◆ YOUR INSTRUCTIONS: Scan the records for the word "serde". Report each line where it occurs.

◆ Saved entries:
- Opening Delimiter -

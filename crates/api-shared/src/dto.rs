//! Request and response bodies for the diagnosis API.

use serde::{Deserialize, Serialize};
use utoipa::ToSchema;

#[derive(Debug, Clone, PartialEq, Serialize, Deserialize, ToSchema)]
pub struct HealthRes {
    pub ok: bool,
    pub message: String,
}

#[derive(Debug, Clone, PartialEq, Serialize, Deserialize, ToSchema)]
pub struct DiagnoseReq {
    /// Free-text description of the symptoms.
    pub message: String,
    /// Existing session to record the diagnosis in; a new session is opened when absent.
    #[serde(default)]
    pub session_id: Option<String>,
}

/// How a diagnosis request ended.
#[derive(Debug, Clone, Copy, PartialEq, Eq, Serialize, Deserialize, ToSchema)]
#[serde(rename_all = "snake_case")]
pub enum Outcome {
    Diagnosed,
    NoSymptoms,
    NoReliableDiagnosis,
}

#[derive(Debug, Clone, PartialEq, Serialize, Deserialize, ToSchema)]
pub struct DiagnosisResultDto {
    pub diagnosis: String,
    /// Percentage in [0, 100].
    pub confidence: f64,
    pub severity: String,
    pub recommendation: String,
    /// `classifier`, `exact_rule` or `partial_rule`.
    pub source: String,
}

#[derive(Debug, Clone, PartialEq, Serialize, Deserialize, ToSchema)]
pub struct DiagnoseRes {
    /// Plain-language message for the user.
    pub response: String,
    pub outcome: Outcome,
    /// Locale-form symptoms detected in the message.
    pub symptoms: Vec<String>,
    #[serde(skip_serializing_if = "Option::is_none")]
    pub result: Option<DiagnosisResultDto>,
    /// Markdown report, present only for diagnosed requests.
    #[serde(skip_serializing_if = "Option::is_none")]
    pub report: Option<String>,
    pub session_id: String,
}

#[derive(Debug, Clone, PartialEq, Serialize, Deserialize, ToSchema)]
pub struct HistoryEntryDto {
    /// RFC 3339 timestamp.
    pub timestamp: String,
    pub input: String,
    pub diagnosis: String,
    pub confidence: f64,
    pub recommendation: String,
}

#[derive(Debug, Clone, PartialEq, Serialize, Deserialize, ToSchema)]
pub struct HistoryRes {
    pub session_id: String,
    pub entries: Vec<HistoryEntryDto>,
}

- Closing Delimiter -

◆ PROBLEM SOLUTION:
use serde::{Deserialize, Serialize};
    #[serde(default)]
#[serde(rename_all = "snake_case")]
    #[serde(skip_serializing_if = "Option::is_none")]
    #[serde(skip_serializing_if = "Option::is_none")]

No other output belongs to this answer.